# Task goal:
Begin at the line containing "series are already" and reproduce every line through the end of the entries below. Nothing else should appear.
------------------------------------------------
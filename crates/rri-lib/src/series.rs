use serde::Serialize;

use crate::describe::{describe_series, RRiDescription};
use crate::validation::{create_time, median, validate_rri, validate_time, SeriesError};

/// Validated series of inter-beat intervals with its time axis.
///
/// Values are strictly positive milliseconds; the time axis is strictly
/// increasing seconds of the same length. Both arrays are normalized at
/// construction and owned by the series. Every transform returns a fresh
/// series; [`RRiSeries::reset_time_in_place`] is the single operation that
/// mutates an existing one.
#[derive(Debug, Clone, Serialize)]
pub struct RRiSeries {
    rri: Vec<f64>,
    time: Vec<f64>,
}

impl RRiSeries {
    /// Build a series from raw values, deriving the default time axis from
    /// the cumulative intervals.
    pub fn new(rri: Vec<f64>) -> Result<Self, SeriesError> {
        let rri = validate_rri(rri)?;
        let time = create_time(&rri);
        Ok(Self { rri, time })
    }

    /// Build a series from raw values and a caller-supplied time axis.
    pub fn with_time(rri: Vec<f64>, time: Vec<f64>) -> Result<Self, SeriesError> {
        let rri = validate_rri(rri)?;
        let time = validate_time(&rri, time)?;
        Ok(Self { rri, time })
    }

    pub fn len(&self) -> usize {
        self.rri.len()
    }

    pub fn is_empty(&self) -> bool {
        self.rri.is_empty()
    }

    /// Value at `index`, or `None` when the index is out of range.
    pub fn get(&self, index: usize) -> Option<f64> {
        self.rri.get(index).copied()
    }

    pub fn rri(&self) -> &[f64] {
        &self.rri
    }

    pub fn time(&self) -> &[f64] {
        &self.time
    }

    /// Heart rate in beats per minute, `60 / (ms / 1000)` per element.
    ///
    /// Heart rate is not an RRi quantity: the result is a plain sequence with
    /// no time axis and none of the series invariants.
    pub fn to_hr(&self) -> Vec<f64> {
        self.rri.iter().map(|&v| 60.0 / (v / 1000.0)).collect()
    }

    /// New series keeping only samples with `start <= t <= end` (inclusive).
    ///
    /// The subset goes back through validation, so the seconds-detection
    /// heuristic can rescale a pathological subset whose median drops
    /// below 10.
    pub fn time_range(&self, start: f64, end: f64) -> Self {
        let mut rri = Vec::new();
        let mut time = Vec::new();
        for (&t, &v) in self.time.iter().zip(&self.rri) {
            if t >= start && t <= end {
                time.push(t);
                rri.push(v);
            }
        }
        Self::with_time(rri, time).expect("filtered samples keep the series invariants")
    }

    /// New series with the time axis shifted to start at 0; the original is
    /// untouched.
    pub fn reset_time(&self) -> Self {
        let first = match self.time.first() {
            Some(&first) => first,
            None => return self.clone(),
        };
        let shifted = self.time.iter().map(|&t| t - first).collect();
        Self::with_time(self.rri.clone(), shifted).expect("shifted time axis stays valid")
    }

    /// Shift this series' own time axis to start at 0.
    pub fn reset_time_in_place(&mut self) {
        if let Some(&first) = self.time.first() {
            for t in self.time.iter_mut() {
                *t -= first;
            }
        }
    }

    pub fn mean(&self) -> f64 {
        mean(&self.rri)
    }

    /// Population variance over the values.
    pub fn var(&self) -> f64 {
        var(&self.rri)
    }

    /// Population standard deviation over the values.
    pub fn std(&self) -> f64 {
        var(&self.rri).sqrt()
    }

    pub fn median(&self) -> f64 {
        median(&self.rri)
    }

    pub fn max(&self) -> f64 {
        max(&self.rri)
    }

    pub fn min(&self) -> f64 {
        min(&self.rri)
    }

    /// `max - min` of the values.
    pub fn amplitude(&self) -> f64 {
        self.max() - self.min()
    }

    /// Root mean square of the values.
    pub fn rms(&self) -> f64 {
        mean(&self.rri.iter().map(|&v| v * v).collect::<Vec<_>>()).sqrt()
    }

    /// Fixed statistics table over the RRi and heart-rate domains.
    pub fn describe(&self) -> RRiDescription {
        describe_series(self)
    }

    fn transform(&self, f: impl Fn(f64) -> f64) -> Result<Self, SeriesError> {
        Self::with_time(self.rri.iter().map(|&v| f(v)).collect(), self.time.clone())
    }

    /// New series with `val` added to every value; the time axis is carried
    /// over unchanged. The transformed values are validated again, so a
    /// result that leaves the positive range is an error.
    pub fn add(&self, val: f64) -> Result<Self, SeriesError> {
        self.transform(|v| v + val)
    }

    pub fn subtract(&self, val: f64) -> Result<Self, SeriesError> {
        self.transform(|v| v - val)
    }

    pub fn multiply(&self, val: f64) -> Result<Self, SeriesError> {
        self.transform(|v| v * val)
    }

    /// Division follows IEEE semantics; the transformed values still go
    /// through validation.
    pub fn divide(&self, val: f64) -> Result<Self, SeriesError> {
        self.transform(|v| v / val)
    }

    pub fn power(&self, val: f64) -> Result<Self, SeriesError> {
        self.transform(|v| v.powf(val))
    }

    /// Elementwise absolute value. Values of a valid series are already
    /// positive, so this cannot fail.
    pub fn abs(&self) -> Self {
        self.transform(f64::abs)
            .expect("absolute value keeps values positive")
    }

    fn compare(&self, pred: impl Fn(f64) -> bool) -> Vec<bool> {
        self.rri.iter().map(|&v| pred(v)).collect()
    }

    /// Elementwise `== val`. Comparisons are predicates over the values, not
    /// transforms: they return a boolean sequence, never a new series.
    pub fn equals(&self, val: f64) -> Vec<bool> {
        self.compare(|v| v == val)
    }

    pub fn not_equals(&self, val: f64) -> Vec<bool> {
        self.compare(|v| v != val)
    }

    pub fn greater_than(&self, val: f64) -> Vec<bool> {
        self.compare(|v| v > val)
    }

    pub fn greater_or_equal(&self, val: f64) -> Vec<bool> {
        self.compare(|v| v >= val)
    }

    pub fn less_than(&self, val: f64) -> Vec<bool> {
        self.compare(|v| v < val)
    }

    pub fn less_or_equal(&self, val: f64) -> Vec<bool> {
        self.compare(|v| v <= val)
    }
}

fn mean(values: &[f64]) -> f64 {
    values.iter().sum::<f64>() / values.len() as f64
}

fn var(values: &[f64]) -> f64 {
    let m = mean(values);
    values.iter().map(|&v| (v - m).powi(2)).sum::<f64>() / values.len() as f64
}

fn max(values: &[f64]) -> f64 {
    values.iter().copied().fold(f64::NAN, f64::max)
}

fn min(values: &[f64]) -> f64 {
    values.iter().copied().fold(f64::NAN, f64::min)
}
------------------------------------------------
# Exercise solution:
    /// Elementwise absolute value. Values of a valid series are already
    /// positive, so this cannot fail.
    pub fn abs(&self) -> Self {
        self.transform(f64::abs)
            .expect("absolute value keeps values positive")
    }

    fn compare(&self, pred: impl Fn(f64) -> bool) -> Vec<bool> {
        self.rri.iter().map(|&v| pred(v)).collect()
    }

    /// Elementwise `== val`. Comparisons are predicates over the values, not
    /// transforms: they return a boolean sequence, never a new series.
    pub fn equals(&self, val: f64) -> Vec<bool> {
        self.compare(|v| v == val)
    }

    pub fn not_equals(&self, val: f64) -> Vec<bool> {
        self.compare(|v| v != val)
    }

    pub fn greater_than(&self, val: f64) -> Vec<bool> {
        self.compare(|v| v > val)
    }

    pub fn greater_or_equal(&self, val: f64) -> Vec<bool> {
        self.compare(|v| v >= val)
    }

    pub fn less_than(&self, val: f64) -> Vec<bool> {
        self.compare(|v| v < val)
    }

    pub fn less_or_equal(&self, val: f64) -> Vec<bool> {
        self.compare(|v| v <= val)
    }
}

fn mean(values: &[f64]) -> f64 {
    values.iter().sum::<f64>() / values.len() as f64
}

fn var(values: &[f64]) -> f64 {
    let m = mean(values);
    values.iter().map(|&v| (v - m).powi(2)).sum::<f64>() / values.len() as f64
}

fn max(values: &[f64]) -> f64 {
    values.iter().copied().fold(f64::NAN, f64::max)
}

fn min(values: &[f64]) -> f64 {
    values.iter().copied().fold(f64::NAN, f64::min)
}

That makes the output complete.